Privacy and trust is very important. But it is also often cultural. On the regulation point one does not always know what the impact of a technology will be for good and bad. Technologies are often used in ways it is impossible to anticipate in advance. If companies and academics have clear communicate-able ethics policies that guide their work this can help as they are at the front of innovation...regulators by definition are not. When it comes to regulation governments must employ people that understand the technologies before they regulate. Governments need to create sandpit environments were new technologies can be quickly tested and observed before being rolled out more broadly. Otherwise, their economies will fall behind. Because its hard to predict outcomes regulation should come from response to failures because its hard to anticipate what these will be in advance. Governments need to pay enough money to hire the best people so they don't make badly informed decisions that destroy the economy and create too much risk.
Srdjan Vrancic / CROPIX
'The EU should create an environment where AI can be tested in a controlled environment'
7. The EU is quite advanced in setting up regulatory processes that sometimes slow innovation. What needs to be improved at EU level in terms of regulation?

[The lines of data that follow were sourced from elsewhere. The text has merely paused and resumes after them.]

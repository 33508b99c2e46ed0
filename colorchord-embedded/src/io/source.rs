//! Drain-side contract of the sample queue.

use super::spsc::Consumer;

/// One raw ADC reading as delivered by the sampling interrupt.
pub type RawSample = i16;

/// Non-blocking access to samples produced in interrupt context.
///
/// Implementations must be safe to call from the cooperative task while the
/// producer keeps running.
pub trait SampleSource {
    /// Whether at least one sample is queued.
    fn sample_available(&self) -> bool;

    /// Take the oldest queued sample, or `None` when the queue is empty.
    fn pop_sample(&mut self) -> Option<RawSample>;

    /// Samples lost because the queue was full when they arrived.
    fn overruns(&self) -> u32 {
        0
    }
}

impl<const N: usize> SampleSource for Consumer<'_, RawSample, N> {
    fn sample_available(&self) -> bool {
        self.is_ready()
    }

    fn pop_sample(&mut self) -> Option<RawSample> {
        self.pop()
    }

    fn overruns(&self) -> u32 {
        Consumer::overruns(self)
    }
}
//! Drive a controller's LED override channel from the desktop.
//!
//! Each datagram is a 3-byte header followed by three bytes per LED; the
//! controller skips the header and writes the rest straight to its strip.
//! Works against real hardware or a running `host_sim`.

use std::net::UdpSocket;
use std::thread;
use std::time::Duration;

use anyhow::{ensure, Context, Result};
use clap::Parser;
use colorchord_embedded::constants::{BYTES_PER_LED, OVERRIDE_HEADER_LEN, OVERRIDE_MAX_FRAME, OVERRIDE_UDP_PORT};

#[derive(Parser, Debug)]
#[command(name = "udp_push", about = "Send a color chase to the raw LED override port")]
struct Args {
    /// Controller address
    #[arg(long, default_value = "127.0.0.1")]
    host: String,
    /// Override port on the controller
    #[arg(long, default_value_t = OVERRIDE_UDP_PORT)]
    port: u16,
    /// LEDs on the strip
    #[arg(long, default_value_t = 16)]
    leds: usize,
    /// Datagrams to send
    #[arg(long, default_value_t = 100)]
    frames: u32,
    /// Delay between datagrams
    #[arg(long, default_value_t = 50)]
    interval_ms: u64,
}

/// One lit LED walking along the strip, hue rotating per lap.
fn chase_frame(frame: u32, leds: usize, out: &mut Vec<u8>) {
    out.clear();
    out.extend_from_slice(&[0u8; OVERRIDE_HEADER_LEN]);
    let lit = frame as usize % leds;
    let color = match (frame as usize / leds) % 3 {
        0 => [0xff, 0x00, 0x00],
        1 => [0x00, 0xff, 0x00],
        _ => [0x00, 0x00, 0xff],
    };
    for i in 0..leds {
        out.extend_from_slice(if i == lit { &color } else { &[0; BYTES_PER_LED] });
    }
}

fn main() -> Result<()> {
    env_logger::Builder::from_env(env_logger::Env::default().default_filter_or("info")).init();
    let args = Args::parse();

    ensure!(args.leds > 0, "--leds must be at least 1");
    let len = OVERRIDE_HEADER_LEN + args.leds * BYTES_PER_LED;
    ensure!(
        len <= OVERRIDE_MAX_FRAME,
        "{} LEDs need {} bytes, more than the {}-byte override limit",
        args.leds,
        len,
        OVERRIDE_MAX_FRAME
    );

    let socket = UdpSocket::bind("0.0.0.0:0").context("bind local UDP socket")?;
    let target = (args.host.as_str(), args.port);
    log::info!("sending {} frames of {} bytes to {}:{}", args.frames, len, args.host, args.port);

    let mut buf = Vec::with_capacity(len);
    for frame in 0..args.frames {
        chase_frame(frame, args.leds, &mut buf);
        socket
            .send_to(&buf, target)
            .with_context(|| format!("send frame {} to {}:{}", frame, args.host, args.port))?;
        log::debug!("frame {} sent", frame);
        thread::sleep(Duration::from_millis(args.interval_ms));
    }
    Ok(())
}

Global economic returns are now coming from the innovation economy and data science and AI technologies is at the forefront of this. The EU will fall behind if it can not find ways to grow and sustain local ecosystems around education, research, entrepreneurship and venture capital. To both mange the risk and also capture the opportunity that the AI sector represents the EU should invest in the creation of sandpits and regional real world testing environments where regulations are reduced and AI models and autonomous systems can be experimented with and benchmarked. Making such sandpit and test environments available to academics and startups is essential to understand risks and opportunities. These designated towns, cities, medical centre, databases, airspace, roads...etc. need to be managed careful but they are absolutely essential if the EU is to stay competitive and to understand regulatory issues. It is going to be essential to build internationally competitive AI businesses . From a funding and innovation perspective EU funds should not just go to grants they should support the creation of small early stage sector focused deep tech investment funds run by experienced entrepreneurs not finance people. Europe needs to build and train a skilled entrepreneur investor class. Innovation is a bottom up process, the EU too often tries to use grants to mange it in a top down way. Good or bad you cannot know the outcome of innovation. All VC firms know that you need to invest in many failures to find the unicorn.

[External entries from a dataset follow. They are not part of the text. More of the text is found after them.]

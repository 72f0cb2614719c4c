//! Per-job scheduler errors (spec.md §5, §7): outcomes of driving the
//! external `par2` subprocess for one archive, classified by its exit code.

use std::path::PathBuf;

#[derive(Debug, thiserror::Error)]
pub enum SchedulerError {
    #[error("failed to spawn par2 for {path}: {source}")]
    Spawn {
        path: PathBuf,
        #[source]
        source: std::io::Error,
    },
    #[error("failed to wait on par2 for {path}: {source}")]
    Wait {
        path: PathBuf,
        #[source]
        source: std::io::Error,
    },
    #[error("failed to hash {path}: {source}")]
    Hash {
        path: PathBuf,
        #[source]
        source: std::io::Error,
    },
    #[error("failed to write manifest for {path}: {source}")]
    Manifest {
        path: PathBuf,
        #[source]
        source: crate::manifest::ManifestError,
    },
    /// par2 exited 1: repair is needed and possible (spec.md §4.5 exit-code
    /// table). A *data* outcome, not a bug: this is a normal, expected
    /// result of a verification run.
    #[error("{path} needs repair (repair possible)")]
    ExitRepairable { path: PathBuf },
    /// par2 exited 2: repair is needed but not possible.
    #[error("{path} needs repair (repair impossible)")]
    ExitUnrepairable { path: PathBuf },
    /// Any exit code other than 0/1/2: treated as an I/O failure of this job.
    #[error("par2 for {path} exited with unexpected code {code:?}")]
    ExitUnclassified { path: PathBuf, code: Option<i32> },
    #[error("run cancelled")]
    Cancelled,
}

impl SchedulerError {
    /// Map this error onto the process-level exit code taxonomy of
    /// spec.md §7: the per-job severity this error contributes when many
    /// jobs' errors are aggregated into one process exit code.
    pub fn exit_code(&self) -> crate::error::ExitCode {
        use crate::error::ExitCode;
        match self {
            SchedulerError::ExitRepairable { .. } => ExitCode::Repairable,
            SchedulerError::ExitUnrepairable { .. } => ExitCode::Unrepairable,
            SchedulerError::Spawn { .. }
            | SchedulerError::Wait { .. }
            | SchedulerError::Hash { .. }
            | SchedulerError::Manifest { .. }
            | SchedulerError::ExitUnclassified { .. } => ExitCode::PartialFailure,
            SchedulerError::Cancelled => ExitCode::Unclassified,
        }
    }
}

8. What are AI advances risks?
As AI gets smarter many new jobs and business will get created but many business will fail to innovate and will close and many jobs will be replaced. This economic shock, the loss or reduced importance if traditional businesses will be one the biggest challenges our societies will have to face. Our education and social support systems are not ready for it. Consider the German car industry. What will happen to their economy and social systems if their automotive industry fails to respond in time to the new crop of innovative automotive startups like Tesla. If economies are not designed to support safe innovation and deal with disruption they will fall behind.

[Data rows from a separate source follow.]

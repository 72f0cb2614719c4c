//! Centralized hashing utilities.
//!
//! PAR2 packet integrity uses MD5 (mandated by the wire format); archive
//! identity tracking in the manifest uses SHA-256 over the whole file. All
//! hashing goes through these functions to keep the two uses from getting
//! mixed up.

use md5::{Digest, Md5};
use sha2::Sha256;
use std::io::{self, Read};
use std::path::Path;

/// Compute the MD5 of a packet's hashed region: `setID || packetType || body`,
/// per spec.md §4.1 ("an MD5 computed over the 32 bytes of header from setID
/// onward, concatenated with the body").
pub fn packet_md5(set_id: &[u8; 16], packet_type: &[u8; 16], body: &[u8]) -> [u8; 16] {
    let mut hasher = Md5::new();
    hasher.update(set_id);
    hasher.update(packet_type);
    hasher.update(body);
    hasher.finalize().into()
}

/// SHA-256 of an entire file, used by the manifest store to detect that the
/// archive bytes changed since the last recorded verification.
pub fn sha256_file(path: &Path) -> io::Result<String> {
    const CHUNK: usize = 1024 * 1024;
    let mut file = std::fs::File::open(path)?;
    let mut hasher = Sha256::new();
    let mut buf = vec![0u8; CHUNK];
    loop {
        let n = file.read(&mut buf)?;
        if n == 0 {
            break;
        }
        hasher.update(&buf[..n]);
    }
    Ok(hex::encode(hasher.finalize()))
}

As people give ever more private data to companies and become ever more dependent on support from AI driven technologies.... power over people and groups is likely to concentrate in business with access to the most people and data. We know this power can be used against us, as is seen in targeted advertising and was seen in Cambridge Analytica’s impact on the democratic processes in many countries. The power that these companies have over us and the society we are part of will only increase as the tools we depend on get ever more sophisticated at knowing, helping, managing and controlling our lives.